EXERCISE: Whenever a line below mentions the word "could", that line should be copied.

Data extracted from a collection:
•••••
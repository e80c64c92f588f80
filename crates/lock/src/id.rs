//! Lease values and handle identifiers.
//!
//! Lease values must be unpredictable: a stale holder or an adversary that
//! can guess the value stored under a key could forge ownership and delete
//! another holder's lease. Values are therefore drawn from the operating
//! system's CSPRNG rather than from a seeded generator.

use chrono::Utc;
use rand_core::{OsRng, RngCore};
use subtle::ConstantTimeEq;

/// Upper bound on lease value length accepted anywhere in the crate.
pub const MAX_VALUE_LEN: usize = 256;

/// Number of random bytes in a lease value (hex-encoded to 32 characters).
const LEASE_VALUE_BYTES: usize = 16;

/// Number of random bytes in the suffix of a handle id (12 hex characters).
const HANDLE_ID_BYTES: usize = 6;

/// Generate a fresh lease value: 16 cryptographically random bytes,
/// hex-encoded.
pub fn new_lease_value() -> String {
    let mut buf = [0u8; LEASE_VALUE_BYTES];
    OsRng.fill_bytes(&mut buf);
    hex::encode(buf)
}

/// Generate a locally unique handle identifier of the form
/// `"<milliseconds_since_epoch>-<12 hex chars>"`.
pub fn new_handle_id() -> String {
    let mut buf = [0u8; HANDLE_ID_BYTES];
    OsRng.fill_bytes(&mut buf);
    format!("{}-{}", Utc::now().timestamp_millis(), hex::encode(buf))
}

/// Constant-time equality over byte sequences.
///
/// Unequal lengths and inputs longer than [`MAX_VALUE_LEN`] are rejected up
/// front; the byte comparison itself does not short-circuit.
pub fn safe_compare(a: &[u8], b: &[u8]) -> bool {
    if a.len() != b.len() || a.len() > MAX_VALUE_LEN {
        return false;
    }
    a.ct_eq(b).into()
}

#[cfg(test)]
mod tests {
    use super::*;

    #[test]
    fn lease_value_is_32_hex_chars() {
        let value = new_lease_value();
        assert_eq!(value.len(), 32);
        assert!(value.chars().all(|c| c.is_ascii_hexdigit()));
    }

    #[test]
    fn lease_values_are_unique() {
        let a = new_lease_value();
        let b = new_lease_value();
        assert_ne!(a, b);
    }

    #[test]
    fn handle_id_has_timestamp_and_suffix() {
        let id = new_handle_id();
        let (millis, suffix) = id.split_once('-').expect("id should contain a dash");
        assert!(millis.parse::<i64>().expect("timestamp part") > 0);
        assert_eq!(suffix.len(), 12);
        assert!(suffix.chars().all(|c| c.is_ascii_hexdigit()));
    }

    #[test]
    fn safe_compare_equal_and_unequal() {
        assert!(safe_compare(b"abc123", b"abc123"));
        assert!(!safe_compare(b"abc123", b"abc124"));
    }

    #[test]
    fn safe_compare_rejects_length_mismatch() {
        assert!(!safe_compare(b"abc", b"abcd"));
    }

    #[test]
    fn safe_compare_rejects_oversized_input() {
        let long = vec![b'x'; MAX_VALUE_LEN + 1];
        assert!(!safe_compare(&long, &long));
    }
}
•••••
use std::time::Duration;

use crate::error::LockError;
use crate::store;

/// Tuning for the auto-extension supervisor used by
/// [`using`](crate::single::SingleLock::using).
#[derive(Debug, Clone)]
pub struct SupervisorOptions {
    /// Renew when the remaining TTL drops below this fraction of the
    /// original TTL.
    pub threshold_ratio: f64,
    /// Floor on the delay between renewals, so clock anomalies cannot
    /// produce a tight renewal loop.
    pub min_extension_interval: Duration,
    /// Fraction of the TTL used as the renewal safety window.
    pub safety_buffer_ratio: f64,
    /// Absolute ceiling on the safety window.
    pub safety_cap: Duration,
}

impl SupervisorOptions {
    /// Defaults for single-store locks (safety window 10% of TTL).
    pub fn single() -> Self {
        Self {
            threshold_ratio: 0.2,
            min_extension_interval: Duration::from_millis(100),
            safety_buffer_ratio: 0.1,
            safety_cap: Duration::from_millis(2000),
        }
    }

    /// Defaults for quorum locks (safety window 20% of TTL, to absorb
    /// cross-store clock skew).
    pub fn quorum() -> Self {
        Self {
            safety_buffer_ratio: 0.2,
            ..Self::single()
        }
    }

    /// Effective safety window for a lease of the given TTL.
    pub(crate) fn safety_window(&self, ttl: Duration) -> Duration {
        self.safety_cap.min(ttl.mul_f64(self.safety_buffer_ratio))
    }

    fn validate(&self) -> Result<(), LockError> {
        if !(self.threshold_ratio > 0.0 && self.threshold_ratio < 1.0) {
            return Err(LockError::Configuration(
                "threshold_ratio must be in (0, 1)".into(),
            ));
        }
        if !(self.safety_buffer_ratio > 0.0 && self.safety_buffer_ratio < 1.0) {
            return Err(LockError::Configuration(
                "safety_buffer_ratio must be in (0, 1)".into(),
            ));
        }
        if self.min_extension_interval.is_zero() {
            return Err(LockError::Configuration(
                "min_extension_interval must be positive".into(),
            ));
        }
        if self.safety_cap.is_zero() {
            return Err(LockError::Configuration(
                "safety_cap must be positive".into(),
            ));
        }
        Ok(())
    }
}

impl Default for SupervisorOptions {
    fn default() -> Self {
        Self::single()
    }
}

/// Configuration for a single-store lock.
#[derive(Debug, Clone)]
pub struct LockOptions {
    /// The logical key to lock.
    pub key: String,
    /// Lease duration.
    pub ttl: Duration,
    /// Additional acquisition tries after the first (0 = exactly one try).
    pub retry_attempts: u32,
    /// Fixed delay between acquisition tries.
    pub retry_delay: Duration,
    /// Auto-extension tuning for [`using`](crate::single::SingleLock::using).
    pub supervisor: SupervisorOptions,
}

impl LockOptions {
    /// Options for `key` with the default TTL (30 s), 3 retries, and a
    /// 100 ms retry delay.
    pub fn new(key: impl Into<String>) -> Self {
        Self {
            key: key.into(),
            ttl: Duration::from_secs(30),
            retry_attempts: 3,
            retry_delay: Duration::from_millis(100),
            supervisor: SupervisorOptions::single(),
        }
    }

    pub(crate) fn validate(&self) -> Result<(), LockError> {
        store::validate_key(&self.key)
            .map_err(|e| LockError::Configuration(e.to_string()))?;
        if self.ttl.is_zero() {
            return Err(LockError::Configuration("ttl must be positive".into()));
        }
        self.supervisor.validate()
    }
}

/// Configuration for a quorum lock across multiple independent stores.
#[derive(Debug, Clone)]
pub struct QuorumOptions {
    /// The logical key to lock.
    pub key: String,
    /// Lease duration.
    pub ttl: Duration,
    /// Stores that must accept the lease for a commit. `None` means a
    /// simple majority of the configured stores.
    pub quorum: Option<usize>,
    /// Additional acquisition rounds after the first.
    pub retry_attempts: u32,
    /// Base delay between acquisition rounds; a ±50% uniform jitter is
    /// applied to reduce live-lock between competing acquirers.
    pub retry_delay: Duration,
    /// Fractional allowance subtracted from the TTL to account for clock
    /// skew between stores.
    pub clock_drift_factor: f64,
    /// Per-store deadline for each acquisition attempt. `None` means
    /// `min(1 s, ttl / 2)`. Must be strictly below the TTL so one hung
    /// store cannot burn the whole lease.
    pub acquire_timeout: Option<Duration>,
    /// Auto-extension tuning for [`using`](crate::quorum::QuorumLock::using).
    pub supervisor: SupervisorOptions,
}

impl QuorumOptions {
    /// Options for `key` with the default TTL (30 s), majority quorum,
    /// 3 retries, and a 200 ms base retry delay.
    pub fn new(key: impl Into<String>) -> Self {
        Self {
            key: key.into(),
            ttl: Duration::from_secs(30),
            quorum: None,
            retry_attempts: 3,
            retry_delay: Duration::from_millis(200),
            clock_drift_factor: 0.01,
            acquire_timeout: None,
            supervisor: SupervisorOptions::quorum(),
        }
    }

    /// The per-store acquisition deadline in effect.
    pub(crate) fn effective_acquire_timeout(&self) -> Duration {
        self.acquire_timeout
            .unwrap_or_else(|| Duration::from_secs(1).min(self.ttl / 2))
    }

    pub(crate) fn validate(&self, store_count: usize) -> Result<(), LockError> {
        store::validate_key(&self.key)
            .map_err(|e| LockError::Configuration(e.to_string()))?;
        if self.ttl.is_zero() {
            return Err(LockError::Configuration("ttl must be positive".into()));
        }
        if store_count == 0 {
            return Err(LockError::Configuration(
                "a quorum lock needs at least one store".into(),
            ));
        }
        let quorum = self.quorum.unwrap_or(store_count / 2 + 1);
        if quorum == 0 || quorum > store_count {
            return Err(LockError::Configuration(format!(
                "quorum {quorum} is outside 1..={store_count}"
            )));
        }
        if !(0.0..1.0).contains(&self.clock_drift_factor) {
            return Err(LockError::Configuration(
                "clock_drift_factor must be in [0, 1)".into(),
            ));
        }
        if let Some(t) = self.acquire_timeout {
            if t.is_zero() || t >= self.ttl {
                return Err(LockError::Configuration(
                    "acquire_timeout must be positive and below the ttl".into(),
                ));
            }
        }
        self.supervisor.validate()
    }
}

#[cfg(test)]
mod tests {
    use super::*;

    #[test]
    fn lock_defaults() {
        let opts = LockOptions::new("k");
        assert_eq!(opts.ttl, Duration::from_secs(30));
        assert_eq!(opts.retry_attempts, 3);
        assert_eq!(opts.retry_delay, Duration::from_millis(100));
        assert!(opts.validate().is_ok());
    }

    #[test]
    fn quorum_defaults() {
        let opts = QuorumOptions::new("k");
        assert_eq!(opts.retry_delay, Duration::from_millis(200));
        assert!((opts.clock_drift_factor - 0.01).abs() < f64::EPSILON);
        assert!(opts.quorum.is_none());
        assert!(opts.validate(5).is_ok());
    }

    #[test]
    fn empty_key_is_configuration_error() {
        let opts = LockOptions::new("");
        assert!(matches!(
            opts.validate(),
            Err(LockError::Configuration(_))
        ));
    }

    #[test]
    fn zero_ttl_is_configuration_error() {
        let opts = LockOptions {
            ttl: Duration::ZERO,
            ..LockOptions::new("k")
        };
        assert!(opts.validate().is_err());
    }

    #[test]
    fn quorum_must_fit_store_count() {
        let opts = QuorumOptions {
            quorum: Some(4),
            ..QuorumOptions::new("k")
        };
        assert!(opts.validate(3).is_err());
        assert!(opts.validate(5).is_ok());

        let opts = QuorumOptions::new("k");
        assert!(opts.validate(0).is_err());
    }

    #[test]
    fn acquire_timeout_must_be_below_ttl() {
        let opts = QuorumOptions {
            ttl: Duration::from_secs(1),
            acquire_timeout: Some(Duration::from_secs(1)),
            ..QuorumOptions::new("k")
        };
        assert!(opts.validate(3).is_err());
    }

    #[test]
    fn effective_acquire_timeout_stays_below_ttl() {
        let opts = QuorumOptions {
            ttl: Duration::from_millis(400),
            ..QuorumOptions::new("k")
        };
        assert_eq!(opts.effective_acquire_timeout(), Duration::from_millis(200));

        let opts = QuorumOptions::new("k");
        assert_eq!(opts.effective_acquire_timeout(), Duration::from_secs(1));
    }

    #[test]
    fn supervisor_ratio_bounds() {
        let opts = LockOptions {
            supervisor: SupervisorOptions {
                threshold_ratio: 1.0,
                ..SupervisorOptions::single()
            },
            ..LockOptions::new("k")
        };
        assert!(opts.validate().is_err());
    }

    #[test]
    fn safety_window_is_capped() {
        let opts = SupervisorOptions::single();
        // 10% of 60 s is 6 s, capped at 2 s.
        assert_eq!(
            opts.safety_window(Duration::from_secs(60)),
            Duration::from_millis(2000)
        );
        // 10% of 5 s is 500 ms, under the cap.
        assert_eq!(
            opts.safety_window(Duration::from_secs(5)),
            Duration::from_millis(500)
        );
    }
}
•••••
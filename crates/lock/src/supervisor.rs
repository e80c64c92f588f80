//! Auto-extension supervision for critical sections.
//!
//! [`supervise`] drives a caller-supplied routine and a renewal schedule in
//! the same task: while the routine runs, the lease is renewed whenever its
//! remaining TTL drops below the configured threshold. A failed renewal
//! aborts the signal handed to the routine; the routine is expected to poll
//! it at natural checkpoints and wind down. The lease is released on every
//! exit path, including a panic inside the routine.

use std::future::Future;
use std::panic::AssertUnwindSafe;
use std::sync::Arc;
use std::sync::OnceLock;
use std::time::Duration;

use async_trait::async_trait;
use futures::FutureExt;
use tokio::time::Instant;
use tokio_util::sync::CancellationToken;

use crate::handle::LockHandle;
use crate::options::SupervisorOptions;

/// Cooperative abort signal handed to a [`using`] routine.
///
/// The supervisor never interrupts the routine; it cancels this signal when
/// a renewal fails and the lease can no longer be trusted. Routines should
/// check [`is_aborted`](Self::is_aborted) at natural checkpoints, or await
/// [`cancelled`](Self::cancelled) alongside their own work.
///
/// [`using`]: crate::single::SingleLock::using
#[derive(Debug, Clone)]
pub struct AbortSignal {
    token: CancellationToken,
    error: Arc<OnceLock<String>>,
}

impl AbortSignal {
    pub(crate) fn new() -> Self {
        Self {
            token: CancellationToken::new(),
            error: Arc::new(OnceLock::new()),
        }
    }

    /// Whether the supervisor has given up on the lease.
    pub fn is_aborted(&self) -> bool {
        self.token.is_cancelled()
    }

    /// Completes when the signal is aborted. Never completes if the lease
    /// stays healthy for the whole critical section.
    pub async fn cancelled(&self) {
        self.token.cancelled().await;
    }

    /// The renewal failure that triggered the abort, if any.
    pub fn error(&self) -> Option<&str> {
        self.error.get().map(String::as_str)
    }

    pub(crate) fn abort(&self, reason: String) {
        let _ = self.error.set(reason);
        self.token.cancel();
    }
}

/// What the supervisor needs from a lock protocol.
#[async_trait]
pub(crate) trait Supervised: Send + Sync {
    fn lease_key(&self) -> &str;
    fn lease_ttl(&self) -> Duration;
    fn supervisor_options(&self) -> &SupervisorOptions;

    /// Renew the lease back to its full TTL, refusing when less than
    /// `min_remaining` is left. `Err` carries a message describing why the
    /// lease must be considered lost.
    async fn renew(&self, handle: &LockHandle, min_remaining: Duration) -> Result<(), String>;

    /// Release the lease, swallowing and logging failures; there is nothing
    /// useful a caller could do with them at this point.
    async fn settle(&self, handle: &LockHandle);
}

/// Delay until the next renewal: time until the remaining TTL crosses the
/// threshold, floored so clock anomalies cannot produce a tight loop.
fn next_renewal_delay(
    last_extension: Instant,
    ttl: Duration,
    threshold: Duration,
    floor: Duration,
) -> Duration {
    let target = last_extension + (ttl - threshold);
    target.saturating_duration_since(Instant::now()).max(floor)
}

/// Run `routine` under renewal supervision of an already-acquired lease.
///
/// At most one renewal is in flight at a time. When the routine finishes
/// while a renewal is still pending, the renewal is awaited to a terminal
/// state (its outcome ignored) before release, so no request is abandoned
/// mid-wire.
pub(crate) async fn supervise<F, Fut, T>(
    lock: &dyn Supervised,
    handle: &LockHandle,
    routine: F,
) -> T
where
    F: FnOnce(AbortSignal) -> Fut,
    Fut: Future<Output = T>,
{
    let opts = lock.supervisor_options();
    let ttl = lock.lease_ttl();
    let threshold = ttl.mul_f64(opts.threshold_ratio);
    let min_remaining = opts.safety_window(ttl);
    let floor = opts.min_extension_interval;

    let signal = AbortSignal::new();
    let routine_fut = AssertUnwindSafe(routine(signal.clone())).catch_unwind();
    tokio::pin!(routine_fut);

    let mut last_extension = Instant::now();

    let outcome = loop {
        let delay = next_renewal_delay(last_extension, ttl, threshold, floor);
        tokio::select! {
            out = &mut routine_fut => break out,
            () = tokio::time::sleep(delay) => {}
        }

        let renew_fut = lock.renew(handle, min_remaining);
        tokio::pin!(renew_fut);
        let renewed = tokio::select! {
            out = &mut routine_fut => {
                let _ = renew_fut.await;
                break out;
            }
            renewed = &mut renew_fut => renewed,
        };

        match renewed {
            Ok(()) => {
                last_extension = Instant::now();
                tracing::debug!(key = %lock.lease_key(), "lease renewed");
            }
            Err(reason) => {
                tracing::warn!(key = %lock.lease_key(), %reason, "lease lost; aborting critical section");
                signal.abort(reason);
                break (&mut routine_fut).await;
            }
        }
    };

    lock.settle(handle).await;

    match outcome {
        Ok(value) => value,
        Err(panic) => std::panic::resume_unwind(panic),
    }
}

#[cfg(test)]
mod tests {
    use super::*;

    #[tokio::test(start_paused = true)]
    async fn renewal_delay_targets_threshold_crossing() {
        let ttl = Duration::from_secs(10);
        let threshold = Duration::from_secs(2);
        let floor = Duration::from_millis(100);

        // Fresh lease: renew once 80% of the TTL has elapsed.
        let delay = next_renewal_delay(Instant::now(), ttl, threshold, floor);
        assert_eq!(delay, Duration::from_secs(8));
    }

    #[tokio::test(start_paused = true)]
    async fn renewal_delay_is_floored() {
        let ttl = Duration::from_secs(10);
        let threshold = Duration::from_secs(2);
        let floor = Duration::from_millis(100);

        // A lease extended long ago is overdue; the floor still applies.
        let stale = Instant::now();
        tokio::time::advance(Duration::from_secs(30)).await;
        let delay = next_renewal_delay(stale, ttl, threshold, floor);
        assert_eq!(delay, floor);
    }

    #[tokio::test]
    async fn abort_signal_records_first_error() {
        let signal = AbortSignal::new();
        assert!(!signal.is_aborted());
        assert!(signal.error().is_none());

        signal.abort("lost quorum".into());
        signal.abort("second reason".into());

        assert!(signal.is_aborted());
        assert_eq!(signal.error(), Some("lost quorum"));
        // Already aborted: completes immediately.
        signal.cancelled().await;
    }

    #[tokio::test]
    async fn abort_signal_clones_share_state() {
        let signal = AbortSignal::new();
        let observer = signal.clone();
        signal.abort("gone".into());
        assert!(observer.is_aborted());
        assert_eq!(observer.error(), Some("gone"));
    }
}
•••••
ANSWER BELOW:
//! can guess the value stored under a key could forge ownership and delete
    /// useful a caller could do with them at this point.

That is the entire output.